Q&A with Great Texts Program Director William Weaver, Ph.D.
After nearly one year at the helm, Great Texts Program Director William Weaver reflects in this Q&A on his new role and expands on what makes studying Great Texts so transformative.
What inspired you to take on the role of Director of the Great Texts program?
The Great Texts Program has been my academic home since I completed my Ph.D. in English and Comparative Literature in 2007. It’s a great home for scholarship and teaching. During those years I’ve seen many students transformed by their reading of great books. I love my colleagues and students, and I was glad for an opportunity to serve in this way.
It’s been nearly one year since you assumed this role.

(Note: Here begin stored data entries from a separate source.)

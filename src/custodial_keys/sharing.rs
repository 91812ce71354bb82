//! Threshold secret sharing over GF(256).
//!
//! Built on `sharks`: each byte of the payload is the constant term of its
//! own random degree-(T-1) polynomial, evaluated at x = 1..=N. Any T shares
//! recover the payload; T-1 shares are uniformly distributed whatever the
//! secret.
//!
//! The payload is the secret followed by an 8-byte SHA-256 checksum. Shamir
//! happily interpolates *some* value from any well-formed shares, so the
//! checksum is what turns swapped indices, corrupted shares or a wrong
//! threshold into [`SplitError::Mismatch`] instead of a silent wrong key.

use std::fmt;

use rand::rngs::OsRng;
use sha2::{Digest, Sha256};
use sharks::Sharks;
use zeroize::{Zeroize, ZeroizeOnDrop, Zeroizing};

/// Bytes of SHA-256 appended to the secret before sharing
pub const CHECKSUM_LEN: usize = 8;

/// GF(256) has 255 nonzero x-coordinates
pub const MAX_SHARES: usize = 255;

/// Errors from splitting and combining.
#[derive(Debug, thiserror::Error)]
pub enum SplitError {
    #[error("invalid threshold {threshold} of {total}")]
    InvalidThreshold { total: usize, threshold: usize },

    #[error("insufficient shares: need {required}, got {provided}")]
    InsufficientShares { required: usize, provided: usize },

    #[error("{0}")]
    Mismatch(String),
}

/// One share: its x-coordinate and one evaluation per payload byte.
///
/// Zeroized on drop.
#[derive(Clone, PartialEq, Eq, Zeroize, ZeroizeOnDrop)]
pub struct Share {
    index: u8,
    payload: Vec<u8>,
}

/// The N shares produced by one [`split`].
pub type ShareSet = Vec<Share>;

impl Share {
    pub fn new(index: u8, payload: Vec<u8>) -> Self {
        Self { index, payload }
    }

    pub fn index(&self) -> u8 {
        self.index
    }

    pub fn payload(&self) -> &[u8] {
        &self.payload
    }

    /// Serialised form: index byte followed by the payload.
    pub fn to_bytes(&self) -> Zeroizing<Vec<u8>> {
        let mut bytes = Zeroizing::new(Vec::with_capacity(1 + self.payload.len()));
        bytes.push(self.index);
        bytes.extend_from_slice(&self.payload);
        bytes
    }

    /// Parse the serialised form.
    pub fn from_bytes(bytes: &[u8]) -> Result<Self, SplitError> {
        match bytes.split_first() {
            None => Err(SplitError::Mismatch("empty share".into())),
            Some((0, _)) => Err(SplitError::Mismatch("share index cannot be 0".into())),
            Some((&index, payload)) => Ok(Self::new(index, payload.to_vec())),
        }
    }
}

impl fmt::Debug for Share {
    fn fmt(&self, f: &mut fmt::Formatter<'_>) -> fmt::Result {
        f.debug_struct("Share")
            .field("index", &self.index)
            .field("len", &self.payload.len())
            .finish()
    }
}

fn checksum(secret: &[u8]) -> [u8; CHECKSUM_LEN] {
    let digest = Sha256::digest(secret);
    let mut out = [0u8; CHECKSUM_LEN];
    out.copy_from_slice(&digest[..CHECKSUM_LEN]);
    out
}

fn check_threshold(total: usize, threshold: usize) -> Result<(), SplitError> {
    if threshold < 2 || threshold > total || total > MAX_SHARES {
        return Err(SplitError::InvalidThreshold { total, threshold });
    }
    Ok(())
}

/// Split `secret` into `total` shares, any `threshold` of which recover it.
pub fn split(secret: &[u8], total: usize, threshold: usize) -> Result<ShareSet, SplitError> {
    check_threshold(total, threshold)?;

    let mut payload = Zeroizing::new(Vec::with_capacity(secret.len() + CHECKSUM_LEN));
    payload.extend_from_slice(secret);
    payload.extend_from_slice(&checksum(secret));

    let sharks = Sharks(threshold as u8);
    let shares = sharks
        .dealer_rng(&payload, &mut OsRng)
        .take(total)
        .map(|share| {
            let bytes = Zeroizing::new(Vec::<u8>::from(&share));
            Share::from_bytes(&bytes)
        })
        .collect::<Result<ShareSet, _>>()?;

    if shares.len() != total {
        return Err(SplitError::InvalidThreshold { total, threshold });
    }
    Ok(shares)
}

/// Recover the secret from at least `threshold` distinct shares.
///
/// Shares with a repeated index count once. Only the first `threshold`
/// distinct shares are interpolated.
pub fn combine(shares: &[Share], threshold: usize) -> Result<Zeroizing<Vec<u8>>, SplitError> {
    if threshold < 2 || threshold > MAX_SHARES {
        return Err(SplitError::InvalidThreshold {
            total: shares.len(),
            threshold,
        });
    }

    let mut distinct: Vec<&Share> = Vec::with_capacity(shares.len());
    for share in shares {
        if share.index == 0 {
            return Err(SplitError::Mismatch("share index cannot be 0".into()));
        }
        match distinct.iter().find(|s| s.index == share.index) {
            Some(seen) if seen.payload != share.payload => {
                return Err(SplitError::Mismatch(format!(
                    "conflicting shares for index {}",
                    share.index
                )));
            }
            Some(_) => {}
            None => distinct.push(share),
        }
    }

    if distinct.len() < threshold {
        return Err(SplitError::InsufficientShares {
            required: threshold,
            provided: distinct.len(),
        });
    }

    let quorum = &distinct[..threshold];
    let len = quorum[0].payload.len();
    if len < CHECKSUM_LEN || quorum.iter().any(|s| s.payload.len() != len) {
        return Err(SplitError::Mismatch("inconsistent share lengths".into()));
    }

    let points = quorum
        .iter()
        .map(|s| sharks::Share::try_from(s.to_bytes().as_slice()))
        .collect::<Result<Vec<_>, _>>()
        .map_err(|e| SplitError::Mismatch(e.to_string()))?;

    let payload = Zeroizing::new(
        Sharks(threshold as u8)
            .recover(&points)
            .map_err(|e| SplitError::Mismatch(e.to_string()))?,
    );

    let (secret, tag) = payload.split_at(len - CHECKSUM_LEN);
    if checksum(secret) != tag {
        return Err(SplitError::Mismatch(
            "recovered secret failed its checksum".into(),
        ));
    }

    Ok(Zeroizing::new(secret.to_vec()))
}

What have been the highlights, challenges, and surprises during this time?
The highlights have been meeting colleagues across the Honors College and University, working with the dean and program directors, and a fall event featuring GTX alumna Christine McIntire (BBA ’19).
The main challenge has been that academic leadership is very different from scholarship, which has been my main area of work outside the classroom. It’s a welcome challenge, and I’ve got some great examples around me, including my predecessors Phil Donnelly and Scott Moore.

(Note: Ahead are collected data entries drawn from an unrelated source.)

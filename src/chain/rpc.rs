//! Solana JSON-RPC broadcaster
//!
//! `sendTransaction` with base64 encoding, then poll `getSignatureStatuses`
//! until the transaction reaches `confirmed` or `finalized`.

use std::time::{Duration, Instant};

use async_trait::async_trait;
use base64::{engine::general_purpose::STANDARD as BASE64, Engine as _};
use serde_json::{json, Value};
use tracing::{debug, info};

use super::{BroadcastError, TransactionBroadcaster};

/// Default interval between status polls
const POLL_INTERVAL: Duration = Duration::from_millis(500);

/// Broadcasts through a Solana JSON-RPC endpoint.
#[derive(Debug, Clone)]
pub struct RpcBroadcaster {
    client: reqwest::Client,
    rpc_url: String,
    confirm_timeout: Duration,
    poll_interval: Duration,
}

impl RpcBroadcaster {
    pub fn new(rpc_url: &str, confirm_timeout: Duration) -> Self {
        Self {
            client: reqwest::Client::new(),
            rpc_url: rpc_url.to_string(),
            confirm_timeout,
            poll_interval: POLL_INTERVAL,
        }
    }

    async fn call(&self, method: &str, params: Value) -> Result<Value, BroadcastError> {
        let body = json!({
            "jsonrpc": "2.0",
            "id": 1,
            "method": method,
            "params": params,
        });

        let response: Value = self
            .client
            .post(&self.rpc_url)
            .json(&body)
            .send()
            .await
            .map_err(|e| BroadcastError::Transport(e.to_string()))?
            .json()
            .await
            .map_err(|e| BroadcastError::Transport(format!("invalid response: {e}")))?;

        rpc_result(response)
    }

    async fn send(&self, signed_tx: &[u8]) -> Result<String, BroadcastError> {
        let result = self
            .call(
                "sendTransaction",
                json!([BASE64.encode(signed_tx), { "encoding": "base64" }]),
            )
            .await?;

        result
            .as_str()
            .map(str::to_string)
            .ok_or_else(|| BroadcastError::Transport("sendTransaction returned no signature".into()))
    }

    async fn is_confirmed(&self, signature: &str) -> Result<bool, BroadcastError> {
        let result = self
            .call("getSignatureStatuses", json!([[signature]]))
            .await?;
        confirmation_status(&result)
    }
}

#[async_trait]
impl TransactionBroadcaster for RpcBroadcaster {
    async fn broadcast_and_confirm(&self, signed_tx: &[u8]) -> Result<String, BroadcastError> {
        let signature = self.send(signed_tx).await?;
        debug!(signature = %signature, "Transaction sent, awaiting confirmation");

        let deadline = Instant::now() + self.confirm_timeout;
        loop {
            if self.is_confirmed(&signature).await? {
                info!(signature = %signature, "Transaction confirmed");
                return Ok(signature);
            }
            if Instant::now() >= deadline {
                return Err(BroadcastError::ConfirmationTimeout(signature));
            }
            tokio::time::sleep(self.poll_interval).await;
        }
    }
}

/// Extract `result` from a JSON-RPC response, turning `error` into `Rejected`.
fn rpc_result(mut response: Value) -> Result<Value, BroadcastError> {
    if let Some(error) = response.get("error") {
        let message = error
            .get("message")
            .and_then(Value::as_str)
            .unwrap_or("unknown RPC error");
        return Err(BroadcastError::Rejected(message.to_string()));
    }

    match response.get_mut("result") {
        Some(result) => Ok(result.take()),
        None => Err(BroadcastError::Transport("response has no result".into())),
    }
}

/// Read the first entry of a `getSignatureStatuses` result.
fn confirmation_status(result: &Value) -> Result<bool, BroadcastError> {
    let status = &result["value"][0];
    if status.is_null() {
        return Ok(false);
    }
    if !status["err"].is_null() {
        return Err(BroadcastError::Rejected(format!(
            "transaction failed: {}",
            status["err"]
        )));
    }

    Ok(matches!(
        status["confirmationStatus"].as_str(),
        Some("confirmed") | Some("finalized")
    ))
}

Regarding surprises, it’s been a pretty calm year, honestly. Many people, including some former students, have reached out to express their gratitude and support, which has been great.
The program delves into timeless literary works. Which text has had the most profound impact on you personally?
Probably Virgil’s Aeneid. I credit this poem and my AP Latin instructor, with whom I initially read it, with first teaching me how to read well and motivating me to read literature. It follows the wanderings and trials of the legendary hero Aeneas. Although a pagan poem, its portrait of a divinely guided hero and a providentially ordered world resonated strongly with aspects of my Christian worldview. A close second would be John Bunyan’s The Pilgrim’s Progress, which I first encountered as a child in children’s versions. Another epic journey, but in prose and Christian. I keep coming back to it and learning something new. It’s one of the most deceptively profound books you can read. Like the Bible, from which Bunyan draws a lot of his allegory, it admits of simple and learned readings.
How do you envision the future of the Great Texts program? What exciting plans or changes do you foresee for the program under your leadership?
I take no credit for what I think will the most exciting change and opportunity for the program. It’s the upcoming move to Draper Academic Building. The Great Texts Program has been located in Brooks College and Brooks Flats since 2007. Brooks has been a great home, and we will miss it, but the move to Draper will make us next-door neighbors with our Honors College colleagues and near neighbors with students who live in the HRC. I want to see us use our new location in the center of campus to build or strengthen relationships across the university.
What advice would you give to students embarking on a degree in Great Texts?
Expect to be changed by your reading! Get in practices of writing as a regular response to your reading, whether it is assigned or not. Talk about your reading when you can, and find some friends who like to talk about books. You’ll be a better reader for it. Plus, if you’re like me, you’re far more likely to remember a book that you talk about.
In your view, what makes the Great Texts program unique and essential in today’s educational landscape?
Students do frequently describe their experience in Great Texts as unique and essential. In a word, Great Texts opens up to them a large perspective on their studies and vocation – whatever they happen to be majoring in or whatever vocation they are pursuing. Books still have it in them to do this! They speak eloquently to the human intellect and imagination.